**Data for this exercise:**
use std::path::PathBuf;

use thiserror::Error;

/// Raised while resolving the issuer configuration, before any key material
/// or directory exists.
#[derive(Debug, Error)]
pub enum ConfigError {
    #[error("failed to read config file {path}: {source}")]
    Read {
        path: PathBuf,
        #[source]
        source: std::io::Error,
    },

    #[error("failed to parse config file {path}: {source}")]
    Parse {
        path: PathBuf,
        #[source]
        source: serde_yaml::Error,
    },

    #[error("required flag \"{0}\" not set")]
    Missing(&'static str),

    #[error("flag \"{0}\" must not be empty")]
    Empty(&'static str),

    #[error("{name} is not a valid DNS name: {source}")]
    InvalidDnsName {
        name: String,
        #[source]
        source: rustls::pki_types::InvalidDnsNameError,
    },
}

/// One variant per fatal step of certificate issuance.
#[derive(Debug, Error)]
pub enum IssueError {
    #[error("failed to create a temp dir for cert generation: {0}")]
    TempDir(#[source] std::io::Error),

    #[error("failed to create CA private key: {0}")]
    CaKey(#[source] rcgen::Error),

    #[error("failed to create CA cert: {0}")]
    CaCert(#[source] rcgen::Error),

    #[error("failed to write CA cert {path}: {source}")]
    WriteCaCert {
        path: PathBuf,
        #[source]
        source: std::io::Error,
    },

    #[error("failed to create server private key: {0}")]
    ServerKey(#[source] rcgen::Error),

    #[error("failed to create server cert: {0}")]
    ServerCert(#[source] rcgen::Error),

    #[error("failed to write cert file {path}: {source}")]
    WriteServerCert {
        path: PathBuf,
        #[source]
        source: std::io::Error,
    },

    #[error("failed to write key file {path}: {source}")]
    WriteServerKey {
        path: PathBuf,
        #[source]
        source: std::io::Error,
    },
}

/// Raised when an issued bundle does not validate as a chain.
#[derive(Debug, Error)]
pub enum VerifyError {
    #[error("failed to read {path}: {source}")]
    Read {
        path: PathBuf,
        #[source]
        source: std::io::Error,
    },

    #[error("no certificate found in {0}")]
    NoCertificate(PathBuf),

    #[error("CA cert rejected as trust root: {0}")]
    TrustRoot(#[source] rustls::Error),

    #[error("invalid DNS name {name}: {source}")]
    DnsName {
        name: String,
        #[source]
        source: rustls::pki_types::InvalidDnsNameError,
    },

    #[error("failed to build verifier: {0}")]
    Verifier(#[source] rustls::client::VerifierBuilderError),

    #[error("server cert does not chain to CA: {0}")]
    Chain(#[source] rustls::Error),
}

**What needs to be done:** Scan the material above for the string "rustls". Return each line where it occurs.

**Solution:**
        source: rustls::pki_types::InvalidDnsNameError,
    TrustRoot(#[source] rustls::Error),
        source: rustls::pki_types::InvalidDnsNameError,
    Verifier(#[source] rustls::client::VerifierBuilderError),
    Chain(#[source] rustls::Error),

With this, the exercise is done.